Le roman situe l’action sous le gros arbre à palabres de Kpétékpa qui s’embaume d’ordinaire de l’effusion sotonique et où se réunissent les sages pour deviser sur l’actualité et discuter de la trajectoire de l’histoire des hommes. Informés de l’irruption soudaine d’un certain colorant Félix issus des bourgs des Sinois et qui soumet toute l’humanité à la dure épreuve de l’hécatombe, les sages de Kpétékpa, menés sous la houlette du vieillard clairvoyant Somahuhweviɖotɔmɛ, y voient, en dépit des causes scientifiques et la guerre boologique énumérées par le fils de Zankpiti, les conséquences fâcheuses de la dépravation des mœurs dont les hommes pourtant dotés de raison se rendent coupables. Ce Coovidoes not est sans doute une étincelle purgative jaillie des relents de courroux qui embrasent Dada Sεgbo déçu, voire outragé par les délires de ses propres créatures décidés à s’émanciper de Lui. « Ce colorant Félix le fruit des mauvais comportements des hommes[1] ». Ironie du sort ! Pendant que les grandes puissances, les Sinois et les Amélékins en l’occurrence, s’inclinent devant ce virus vraisemblablement créé à dessein pour réguler la population mondiale et décimer la couche sénile, le virus ne réussit pas à anéantir la population tropicale contrairement au pire présagé par les Nation Unies pour l’Afrique.

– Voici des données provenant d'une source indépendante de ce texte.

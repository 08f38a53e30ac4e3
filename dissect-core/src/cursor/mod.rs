//! Bounds-checked, zero-copy views over packet bytes.
//!
//! A [`ByteCursor`] is a window into the packet buffer described by an
//! absolute start offset, the number of bytes actually captured inside the
//! window, and the number of bytes the protocol says existed on the wire
//! (the reported length). The reported length may exceed the captured
//! length when the capture was taken with a snapshot length; such windows
//! are representable and only reads past the captured bytes fail.
//!
//! All offsets taken by cursor methods are relative to the window start.
//! [`ByteCursor::absolute_offset`] converts them to offsets into the
//! original packet buffer, which is what field tree nodes record.

mod checksum;

pub use checksum::{ChecksumAlgorithm, ChecksumStatus};

use crate::error::{DissectError, Result};

/// Byte order of a multi-byte field.
#[derive(Debug, Clone, Copy, PartialEq, Eq, Default)]
pub enum Endianness {
    #[default]
    Big,
    Little,
}

/// Read-only view over a region of packet bytes.
#[derive(Debug, Clone, Copy)]
pub struct ByteCursor<'a> {
    /// Captured bytes of the whole packet.
    buf: &'a [u8],
    /// Absolute offset of this window in `buf`.
    start: usize,
    /// Bytes physically present in this window.
    captured: usize,
    /// Bytes the protocol claims for this window (>= captured).
    reported: usize,
}

/// A sub-view whose requested length may run past the captured bytes.
#[derive(Debug, Clone, Copy)]
pub struct PartialView<'a> {
    /// The view itself; its reported length is the requested length.
    pub cursor: ByteCursor<'a>,
    /// Requested bytes that were not captured. Non-zero means partial data.
    pub missing: usize,
}

impl<'a> PartialView<'a> {
    /// Whether some of the requested bytes are missing from the capture.
    pub fn is_partial(&self) -> bool {
        self.missing > 0
    }
}

impl<'a> ByteCursor<'a> {
    /// Create a root cursor over a captured buffer.
    ///
    /// `reported_len` smaller than the buffer is raised to the buffer length.
    pub fn new(buf: &'a [u8], reported_len: usize) -> Self {
        Self {
            buf,
            start: 0,
            captured: buf.len(),
            reported: reported_len.max(buf.len()),
        }
    }

    /// Root cursor with no truncation.
    pub fn from_slice(buf: &'a [u8]) -> Self {
        Self::new(buf, buf.len())
    }

    /// Bytes physically present in the window.
    #[inline]
    pub fn captured_len(&self) -> usize {
        self.captured
    }

    /// Bytes the protocol claims exist in the window.
    #[inline]
    pub fn reported_len(&self) -> usize {
        self.reported
    }

    /// Whether the window holds no captured bytes.
    #[inline]
    pub fn is_empty(&self) -> bool {
        self.captured == 0
    }

    /// Whether the window was cut short by the capture.
    #[inline]
    pub fn is_truncated(&self) -> bool {
        self.reported > self.captured
    }

    /// Absolute offset of the window start in the packet buffer.
    #[inline]
    pub fn start(&self) -> usize {
        self.start
    }

    /// Convert a window-relative offset to a packet-absolute one.
    #[inline]
    pub fn absolute_offset(&self, offset: usize) -> usize {
        self.start + offset
    }

    /// Captured bytes available from `offset` to the end of the window.
    pub fn remaining_captured(&self, offset: usize) -> usize {
        self.captured.saturating_sub(offset)
    }

    /// Reported bytes from `offset` to the end of the window.
    pub fn remaining_reported(&self, offset: usize) -> usize {
        self.reported.saturating_sub(offset)
    }

    /// All captured bytes of the window.
    pub fn as_slice(&self) -> &'a [u8] {
        if self.captured == 0 {
            return &[];
        }
        &self.buf[self.start..self.start + self.captured]
    }

    /// Borrow `len` captured bytes at `offset`.
    pub fn bytes(&self, offset: usize, len: usize) -> Result<&'a [u8]> {
        let end = offset
            .checked_add(len)
            .filter(|end| *end <= self.captured)
            .ok_or(DissectError::Truncated {
                offset,
                needed: len,
                captured: self.captured,
            })?;
        if len == 0 {
            return Ok(&[]);
        }
        Ok(&self.buf[self.start + offset..self.start + end])
    }

    /// Strict sub-view: the whole range must be captured.
    ///
    /// The child window is always a subrange of this one.
    pub fn sub_view(&self, offset: usize, length: usize) -> Result<ByteCursor<'a>> {
        // Bounds check doubles as the containment check.
        self.bytes(offset, length)?;
        Ok(ByteCursor {
            buf: self.buf,
            start: self.start + offset,
            captured: length,
            reported: length,
        })
    }

    /// Sub-view that only has to fit the reported length.
    ///
    /// Bytes past the captured end are reported through
    /// [`PartialView::missing`] instead of failing, so callers can decode
    /// what is present. A range past the reported length is malformed.
    pub fn sub_view_partial(&self, offset: usize, length: usize) -> Result<PartialView<'a>> {
        let end = offset.checked_add(length).ok_or_else(|| {
            DissectError::malformed(format!("length {length} at offset {offset} overflows"))
        })?;
        if end > self.reported {
            return Err(DissectError::malformed(format!(
                "{length} bytes at offset {offset} exceed the {} reported bytes of the enclosing window",
                self.reported
            )));
        }

        let captured = length.min(self.captured.saturating_sub(offset));
        Ok(PartialView {
            cursor: ByteCursor {
                buf: self.buf,
                start: self.start + offset,
                captured,
                reported: length,
            },
            missing: length - captured,
        })
    }

    /// Remainder of the window from `offset`, keeping the reported length.
    pub fn tail(&self, offset: usize) -> Result<ByteCursor<'a>> {
        if offset > self.captured {
            return Err(DissectError::Truncated {
                offset,
                needed: 0,
                captured: self.captured,
            });
        }
        Ok(ByteCursor {
            buf: self.buf,
            start: self.start + offset,
            captured: self.captured - offset,
            reported: self.reported - offset,
        })
    }

    // === Unsigned readers ===

    #[inline]
    pub fn read_u8(&self, offset: usize) -> Result<u8> {
        Ok(self.bytes(offset, 1)?[0])
    }

    pub fn read_u16_be(&self, offset: usize) -> Result<u16> {
        let b = self.bytes(offset, 2)?;
        Ok(u16::from_be_bytes([b[0], b[1]]))
    }

    pub fn read_u16_le(&self, offset: usize) -> Result<u16> {
        let b = self.bytes(offset, 2)?;
        Ok(u16::from_le_bytes([b[0], b[1]]))
    }

    pub fn read_u24_be(&self, offset: usize) -> Result<u32> {
        let b = self.bytes(offset, 3)?;
        Ok(u32::from_be_bytes([0, b[0], b[1], b[2]]))
    }

    pub fn read_u24_le(&self, offset: usize) -> Result<u32> {
        let b = self.bytes(offset, 3)?;
        Ok(u32::from_le_bytes([b[0], b[1], b[2], 0]))
    }

    pub fn read_u32_be(&self, offset: usize) -> Result<u32> {
        let b = self.bytes(offset, 4)?;
        Ok(u32::from_be_bytes([b[0], b[1], b[2], b[3]]))
    }

    pub fn read_u32_le(&self, offset: usize) -> Result<u32> {
        let b = self.bytes(offset, 4)?;
        Ok(u32::from_le_bytes([b[0], b[1], b[2], b[3]]))
    }

    pub fn read_u64_be(&self, offset: usize) -> Result<u64> {
        let b = self.bytes(offset, 8)?;
        let mut arr = [0u8; 8];
        arr.copy_from_slice(b);
        Ok(u64::from_be_bytes(arr))
    }

    /// Read an unsigned integer of `width` bytes (1 to 4) in the given order.
    pub fn read_uint(&self, offset: usize, width: usize, order: Endianness) -> Result<u32> {
        match (width, order) {
            (1, _) => self.read_u8(offset).map(u32::from),
            (2, Endianness::Big) => self.read_u16_be(offset).map(u32::from),
            (2, Endianness::Little) => self.read_u16_le(offset).map(u32::from),
            (3, Endianness::Big) => self.read_u24_be(offset),
            (3, Endianness::Little) => self.read_u24_le(offset),
            (4, Endianness::Big) => self.read_u32_be(offset),
            (4, Endianness::Little) => self.read_u32_le(offset),
            _ => Err(DissectError::invariant(format!(
                "integer width must be 1 to 4 bytes, got {width}"
            ))),
        }
    }

    // === Signed readers ===

    #[inline]
    pub fn read_i8(&self, offset: usize) -> Result<i8> {
        self.read_u8(offset).map(|v| v as i8)
    }

    pub fn read_i16_be(&self, offset: usize) -> Result<i16> {
        self.read_u16_be(offset).map(|v| v as i16)
    }

    pub fn read_i16_le(&self, offset: usize) -> Result<i16> {
        self.read_u16_le(offset).map(|v| v as i16)
    }

    pub fn read_i24_be(&self, offset: usize) -> Result<i32> {
        self.read_u24_be(offset).map(sign_extend_24)
    }

    pub fn read_i24_le(&self, offset: usize) -> Result<i32> {
        self.read_u24_le(offset).map(sign_extend_24)
    }

    pub fn read_i32_be(&self, offset: usize) -> Result<i32> {
        self.read_u32_be(offset).map(|v| v as i32)
    }

    pub fn read_i32_le(&self, offset: usize) -> Result<i32> {
        self.read_u32_le(offset).map(|v| v as i32)
    }

    // === Packed fields ===

    /// Extract `width` bits (1 to 32) starting `bit_offset` bits into the window.
    ///
    /// Bits are numbered MSB-first; the field may straddle byte boundaries.
    /// The result is shifted down and masked to `width` bits.
    pub fn read_bits(&self, bit_offset: usize, width: u32) -> Result<u32> {
        if width == 0 || width > 32 {
            return Err(DissectError::invariant(format!(
                "bit field width must be 1 to 32, got {width}"
            )));
        }

        let first = bit_offset / 8;
        let shift = bit_offset % 8;
        let span = (shift + width as usize + 7) / 8;
        let bytes = self.bytes(first, span)?;

        let acc = bytes.iter().fold(0u64, |acc, b| (acc << 8) | u64::from(*b));
        let trailing = span * 8 - shift - width as usize;
        let mask = (1u64 << width) - 1;
        Ok(((acc >> trailing) & mask) as u32)
    }

    /// Decode a one- or two-octet length indicator.
    ///
    /// When the top bit of the first octet is clear the length is the
    /// remaining 7 bits. When set, the 7 low bits of the first octet are the
    /// low part and the second octet supplies bits 7..15.
    ///
    /// Returns `(length, octets consumed)`.
    ///
    /// Typical use is an information-element header of type, length
    /// indicator, then value:
    ///
    /// ```rust
    /// use dissect_core::ByteCursor;
    ///
    /// // IE type 0x1d, two-octet length 0x85 0x01 = 133, value follows
    /// let ie = [0x1d, 0x85, 0x01];
    /// let cursor = ByteCursor::new(&ie, 3 + 133);
    /// let (length, octets) = cursor.read_length_indicator(1).unwrap();
    /// assert_eq!((length, octets), (133, 2));
    /// let value = cursor.sub_view_partial(1 + octets, length).unwrap();
    /// assert_eq!(value.missing, 133);
    /// ```
    pub fn read_length_indicator(&self, offset: usize) -> Result<(usize, usize)> {
        let first = self.read_u8(offset)?;
        if first & 0x80 == 0 {
            return Ok((first as usize, 1));
        }
        let second = self.read_u8(offset + 1)?;
        Ok((((first & 0x7f) as usize) | ((second as usize) << 7), 2))
    }

    // === Text helpers ===

    /// Offset of the first `needle` at or after `offset`, within captured bytes.
    pub fn find_byte(&self, offset: usize, needle: u8) -> Option<usize> {
        let haystack = self.as_slice().get(offset..)?;
        haystack
            .iter()
            .position(|b| *b == needle)
            .map(|pos| offset + pos)
    }

    /// One text line starting at `offset`, without its CR/LF terminator.
    ///
    /// Returns `(line, next_offset)`. An unterminated last line extends to the
    /// captured end.
    pub fn ascii_line(&self, offset: usize) -> Result<(&'a [u8], usize)> {
        if offset > self.captured {
            return Err(DissectError::Truncated {
                offset,
                needed: 1,
                captured: self.captured,
            });
        }
        let (end, next) = match self.find_byte(offset, b'\n') {
            Some(lf) => (lf, lf + 1),
            None => (self.captured, self.captured),
        };
        let mut line = self.bytes(offset, end - offset)?;
        if let Some(stripped) = line.strip_suffix(b"\r") {
            line = stripped;
        }
        Ok((line, next))
    }

    // === Checksums ===

    /// Verify a checksum over `[offset, offset + length)` against a value stored at `stored_at`.
    ///
    /// Returns [`ChecksumStatus::NotComputed`] when either range is not fully
    /// captured; that outcome never means the checksum is wrong.
    pub fn verify_checksum(
        &self,
        offset: usize,
        length: usize,
        stored_at: usize,
        algorithm: ChecksumAlgorithm,
        order: Endianness,
    ) -> ChecksumStatus {
        let Ok(data) = self.bytes(offset, length) else {
            return ChecksumStatus::NotComputed;
        };
        let Ok(stored) = self.read_uint(stored_at, algorithm.width(), order) else {
            return ChecksumStatus::NotComputed;
        };

        let computed = algorithm.compute(data);
        if computed == stored {
            ChecksumStatus::Valid
        } else {
            ChecksumStatus::Invalid {
                expected: computed,
                actual: stored,
            }
        }
    }
}

fn sign_extend_24(v: u32) -> i32 {
    ((v << 8) as i32) >> 8
}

Délayant ces sujets aussi graves que sensibles dans une dose d’humour noir, la gorge rafraîchie par l’eau-de-vie, sève spiritueuse extraite du palmier, les savants de Kpétékpa montrent à la face du monde que seuls la solidarité et l’inconditionnel retour aux valeurs traditionnelles peuvent sauver le monde et modifier sa tragique trajectoire vers le néant.
Littéraire averti et instruit de la maxime du Castigat ridendo mores[2], Destin AKPO prête vie et voix à des personnages ivrognes mais lucides sur des questions sensibles de notre temps. Leur adresse et la profondeur abyssale de leur science proverbiale nous dessillent les yeux et sonnent le tocsin des bassesses outrageuses de notre temps.
Ismaël Noël Gilles GANDONOU, Grand Séminaire Saint Paul du Djimé !
[1] D. AKPO, Colorant Félix, Editions Savanes du Continent, P. 245
[2]Expression latine pour signifier : On corrige les mœurs en riant.